[Stored items]
:::::

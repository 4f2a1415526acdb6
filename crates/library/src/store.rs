use std::fs;
use std::path::Path;

use tantivy::directory::MmapDirectory;
use tantivy::schema::{Field, Value};
use tantivy::{Index, IndexReader, ReloadPolicy, Searcher, TantivyDocument, Term};
use tracing::info;

use common::Track;

use crate::schema::{IndexSchema, TYPE_DIRECTORY, TYPE_TRACK};
use crate::LibraryError;

const WRITER_HEAP_BYTES: usize = 50 * 1024 * 1024;

/// Narrow handle over the document index: open-or-create, committed
/// snapshots for readers, and the single exclusive writer.
#[derive(Clone)]
pub(crate) struct IndexStore {
    index: Index,
    reader: IndexReader,
    pub(crate) fields: IndexSchema,
}

impl IndexStore {
    pub fn create_or_open(dir: &Path) -> Result<Self, LibraryError> {
        fs::create_dir_all(dir)?;
        let (schema, fields) = IndexSchema::build();
        let mmap = MmapDirectory::open(dir).map_err(|err| {
            LibraryError::Storage(tantivy::TantivyError::from(err))
        })?;
        let existed = Index::exists(&mmap).unwrap_or(false);
        let index = Index::open_or_create(mmap, schema)?;
        let reader = index
            .reader_builder()
            .reload_policy(ReloadPolicy::Manual)
            .try_into()?;
        if existed {
            info!("Opened track index at {:?}", dir);
        } else {
            info!("Created track index at {:?}", dir);
        }
        Ok(Self {
            index,
            reader,
            fields,
        })
    }

    pub fn index(&self) -> &Index {
        &self.index
    }

    /// A searcher over the latest committed state. Acquired fresh per call so
    /// readers never observe a stale generation after a commit.
    pub fn snapshot(&self) -> Result<Searcher, LibraryError> {
        self.reader.reload()?;
        Ok(self.reader.searcher())
    }

    /// Opens the index's single writer. A second open while one is live
    /// surfaces the engine's lock contention as [`LibraryError::SessionBusy`].
    pub fn writer(&self) -> Result<Writer, LibraryError> {
        let inner = self.index.writer(WRITER_HEAP_BYTES).map_err(|err| match err {
            tantivy::TantivyError::LockFailure(..) => LibraryError::SessionBusy,
            other => LibraryError::Storage(other),
        })?;
        Ok(Writer {
            inner,
            index: self.index.clone(),
            fields: self.fields,
        })
    }
}

/// Write half of the adapter. Mutations are keyed by `uri`; nothing becomes
/// visible to snapshots until [`commit`](Writer::commit).
pub(crate) struct Writer {
    inner: tantivy::IndexWriter,
    index: Index,
    fields: IndexSchema,
}

impl Writer {
    /// Inserts or replaces the track document keyed by its URI.
    pub fn upsert_track(
        &mut self,
        track: &Track,
        parent: &str,
        pathname: &str,
        content: &str,
    ) -> Result<(), LibraryError> {
        let payload = bincode::serialize(track)?;
        let artists = track
            .artists
            .iter()
            .map(|artist| artist.name.as_str())
            .collect::<Vec<_>>()
            .join(" ");

        self.delete_by_key(&track.uri);
        let mut doc = TantivyDocument::new();
        doc.add_text(self.fields.uri, &track.uri);
        doc.add_text(self.fields.doc_type, TYPE_TRACK);
        doc.add_text(self.fields.parent, parent);
        doc.add_text(self.fields.pathname, pathname);
        doc.add_text(self.fields.name, &track.name);
        doc.add_text(self.fields.album, &track.album.name);
        doc.add_text(self.fields.artists, &artists);
        doc.add_text(self.fields.content, content);
        doc.add_bytes(self.fields.payload, payload);
        self.inner.add_document(doc)?;
        Ok(())
    }

    pub fn upsert_directory(
        &mut self,
        uri: &str,
        parent: &str,
        pathname: &str,
    ) -> Result<(), LibraryError> {
        self.delete_by_key(uri);
        let mut doc = TantivyDocument::new();
        doc.add_text(self.fields.uri, uri);
        doc.add_text(self.fields.doc_type, TYPE_DIRECTORY);
        doc.add_text(self.fields.parent, parent);
        doc.add_text(self.fields.pathname, pathname);
        self.inner.add_document(doc)?;
        Ok(())
    }

    pub fn delete_by_key(&mut self, uri: &str) {
        self.inner
            .delete_term(Term::from_field_text(self.fields.uri, uri));
    }

    /// Makes pending mutations durable. The fast path leaves segment layout
    /// to the engine's background merge policy; `optimize` additionally
    /// merges all committed segments and waits, reclaiming space before a
    /// session ends.
    pub fn commit(&mut self, optimize: bool) -> Result<(), LibraryError> {
        self.inner.commit().map_err(LibraryError::Commit)?;
        if optimize {
            let segments = self
                .index
                .searchable_segment_ids()
                .map_err(LibraryError::Commit)?;
            if segments.len() > 1 {
                self.inner
                    .merge(&segments)
                    .wait()
                    .map_err(LibraryError::Commit)?;
            }
        }
        Ok(())
    }
}

pub(crate) fn text_field<'a>(doc: &'a TantivyDocument, field: Field) -> &'a str {
    doc.get_first(field)
        .and_then(|value| value.as_str())
        .unwrap_or("")
}

pub(crate) fn decode_payload(doc: &TantivyDocument, field: Field) -> Result<Track, LibraryError> {
    let bytes = doc
        .get_first(field)
        .and_then(|value| value.as_bytes())
        .ok_or_else(|| {
            LibraryError::Payload(Box::new(bincode::ErrorKind::Custom(
                "stored track payload missing".to_string(),
            )))
        })?;
    Ok(bincode::deserialize(bytes)?)
}
//! Persistent, searchable index of media tracks.
//!
//! Tracks are flat URIs; the index materializes the directory tree their
//! paths imply, keeps it pruned as tracks come and go, and answers point
//! lookups, directory listings, and free-text search over the committed
//! state. Mutations run inside a [`Session`] and become durable only at its
//! commit points.

use std::collections::HashMap;
use std::fs;
use std::path::{Path, PathBuf};

use tantivy::collector::{Count, DocSetCollector, TopDocs};
use tantivy::query::{BooleanQuery, Occur, Query, TermQuery};
use tantivy::schema::IndexRecordOption;
use serde::{Deserialize, Serialize};
use tantivy::{TantivyDocument, Term};
use tracing::debug;

use common::{Ref, Track};

mod paths;
mod query;
mod schema;
mod session;
mod store;

pub use session::{ExistingTracks, Session};

use schema::TYPE_TRACK;
use store::IndexStore;

/// Handle to one on-disk track index. Cheap to clone; reads always see the
/// latest committed state and never block a writer. Mutations go through
/// [`Library::begin`].
#[derive(Clone)]
pub struct Library {
    data_dir: PathBuf,
    store: IndexStore,
}

#[derive(Clone, Debug, Default, PartialEq, Serialize, Deserialize)]
pub struct SearchResult {
    pub tracks: Vec<Track>,
}

impl Library {
    /// Opens the index at `data_dir`, creating it if absent.
    pub fn open(data_dir: &Path) -> Result<Self, LibraryError> {
        let store = IndexStore::create_or_open(data_dir)?;
        Ok(Self {
            data_dir: data_dir.to_path_buf(),
            store,
        })
    }

    pub fn data_dir(&self) -> &Path {
        &self.data_dir
    }

    /// Number of indexed tracks in the latest committed state.
    pub fn load(&self) -> Result<usize, LibraryError> {
        let searcher = self.store.snapshot()?;
        let query = TermQuery::new(
            Term::from_field_text(self.store.fields.doc_type, TYPE_TRACK),
            IndexRecordOption::Basic,
        );
        searcher.search(&query, &Count).map_err(LibraryError::Storage)
    }

    /// Point lookup of a track by URI.
    pub fn lookup(&self, uri: &str) -> Result<Option<Track>, LibraryError> {
        let searcher = self.store.snapshot()?;
        let query = BooleanQuery::new(vec![
            (
                Occur::Must,
                Box::new(TermQuery::new(
                    Term::from_field_text(self.store.fields.uri, uri),
                    IndexRecordOption::Basic,
                )) as Box<dyn Query>,
            ),
            (
                Occur::Must,
                Box::new(TermQuery::new(
                    Term::from_field_text(self.store.fields.doc_type, TYPE_TRACK),
                    IndexRecordOption::Basic,
                )),
            ),
        ]);
        let hits = searcher
            .search(&query, &TopDocs::with_limit(1))
            .map_err(LibraryError::Storage)?;
        let Some((_, address)) = hits.into_iter().next() else {
            return Ok(None);
        };
        let doc: TantivyDocument = searcher.doc(address).map_err(LibraryError::Storage)?;
        Ok(Some(store::decode_payload(&doc, self.store.fields.payload)?))
    }

    /// Lists the direct children of a directory URI, directories before
    /// tracks, each group sorted by name.
    pub fn browse(&self, uri: &str) -> Result<Vec<Ref>, LibraryError> {
        let searcher = self.store.snapshot()?;
        let query = TermQuery::new(
            Term::from_field_text(self.store.fields.parent, uri),
            IndexRecordOption::Basic,
        );
        let addresses = searcher
            .search(&query, &DocSetCollector)
            .map_err(LibraryError::Storage)?;

        let mut refs = Vec::with_capacity(addresses.len());
        for address in addresses {
            let doc: TantivyDocument = searcher.doc(address).map_err(LibraryError::Storage)?;
            let entry_uri = store::text_field(&doc, self.store.fields.uri).to_string();
            let name = store::text_field(&doc, self.store.fields.pathname).to_string();
            if store::text_field(&doc, self.store.fields.doc_type) == TYPE_TRACK {
                refs.push(Ref::track(entry_uri, name));
            } else {
                refs.push(Ref::directory(entry_uri, name));
            }
        }
        refs.sort_by(|a, b| (a.kind, &a.name, &a.uri).cmp(&(b.kind, &b.name, &b.uri)));
        Ok(refs)
    }

    /// Free-text search over track documents.
    ///
    /// `query` maps recognized field names (`uri`, `track_name`, `album`,
    /// `artist`, `any`) to candidate values; unrecognized names are ignored.
    /// `exact` switches from fuzzy matching to phrase matching. A query with
    /// no recognized fields returns an empty result.
    pub fn search(
        &self,
        query: &HashMap<String, Vec<String>>,
        limit: usize,
        exact: bool,
    ) -> Result<SearchResult, LibraryError> {
        if limit == 0 {
            return Ok(SearchResult::default());
        }
        let compiled =
            match query::compile(self.store.index(), &self.store.fields, query, exact)? {
                Some(compiled) => compiled,
                None => return Ok(SearchResult::default()),
            };
        debug!("Performing search: {:?}", compiled);

        let searcher = self.store.snapshot()?;
        let hits = searcher
            .search(&compiled, &TopDocs::with_limit(limit))
            .map_err(LibraryError::Storage)?;
        let mut tracks = Vec::with_capacity(hits.len());
        for (_score, address) in hits {
            let doc: TantivyDocument = searcher.doc(address).map_err(LibraryError::Storage)?;
            tracks.push(store::decode_payload(&doc, self.store.fields.payload)?);
        }
        Ok(SearchResult { tracks })
    }

    /// Opens a mutation session. At most one session may be live per index;
    /// a concurrent attempt fails with [`LibraryError::SessionBusy`].
    pub fn begin(&self) -> Result<Session, LibraryError> {
        Session::begin(self.store.clone())
    }

    /// Irreversibly destroys the persisted index, removing its storage
    /// directory wholesale.
    pub fn clear(self) -> Result<(), LibraryError> {
        let Library { data_dir, store } = self;
        drop(store);
        fs::remove_dir_all(&data_dir).map_err(LibraryError::Clear)
    }
}

#[derive(Debug)]
pub enum LibraryError {
    Storage(tantivy::TantivyError),
    Io(std::io::Error),
    Commit(tantivy::TantivyError),
    Clear(std::io::Error),
    Payload(Box<bincode::ErrorKind>),
    InvalidTrackUri(String),
    SessionBusy,
}

impl std::fmt::Display for LibraryError {
    fn fmt(&self, f: &mut std::fmt::Formatter<'_>) -> std::fmt::Result {
        match self {
            LibraryError::Storage(err) => write!(f, "index error: {}", err),
            LibraryError::Io(err) => write!(f, "io error: {}", err),
            LibraryError::Commit(err) => write!(f, "commit failed: {}", err),
            LibraryError::Clear(err) => write!(f, "clear failed: {}", err),
            LibraryError::Payload(err) => write!(f, "track payload error: {}", err),
            LibraryError::InvalidTrackUri(uri) => write!(f, "not a track uri: {}", uri),
            LibraryError::SessionBusy => {
                write!(f, "another indexing session is already open")
            }
        }
    }
}

impl std::error::Error for LibraryError {}

impl From<tantivy::TantivyError> for LibraryError {
    fn from(err: tantivy::TantivyError) -> Self {
        LibraryError::Storage(err)
    }
}

impl From<std::io::Error> for LibraryError {
    fn from(err: std::io::Error) -> Self {
        LibraryError::Io(err)
    }
}

impl From<Box<bincode::ErrorKind>> for LibraryError {
    fn from(err: Box<bincode::ErrorKind>) -> Self {
        LibraryError::Payload(err)
    }
}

:::::

*Work instruction*
Read the records above. Show each line that has the string "committed".

*Your solution*
/// Narrow handle over the document index: open-or-create, committed
    /// A searcher over the latest committed state. Acquired fresh per call so
    /// merges all committed segments and waits, reclaiming space before a
//! lookups, directory listings, and free-text search over the committed
/// latest committed state and never block a writer. Mutations go through
    /// Number of indexed tracks in the latest committed state.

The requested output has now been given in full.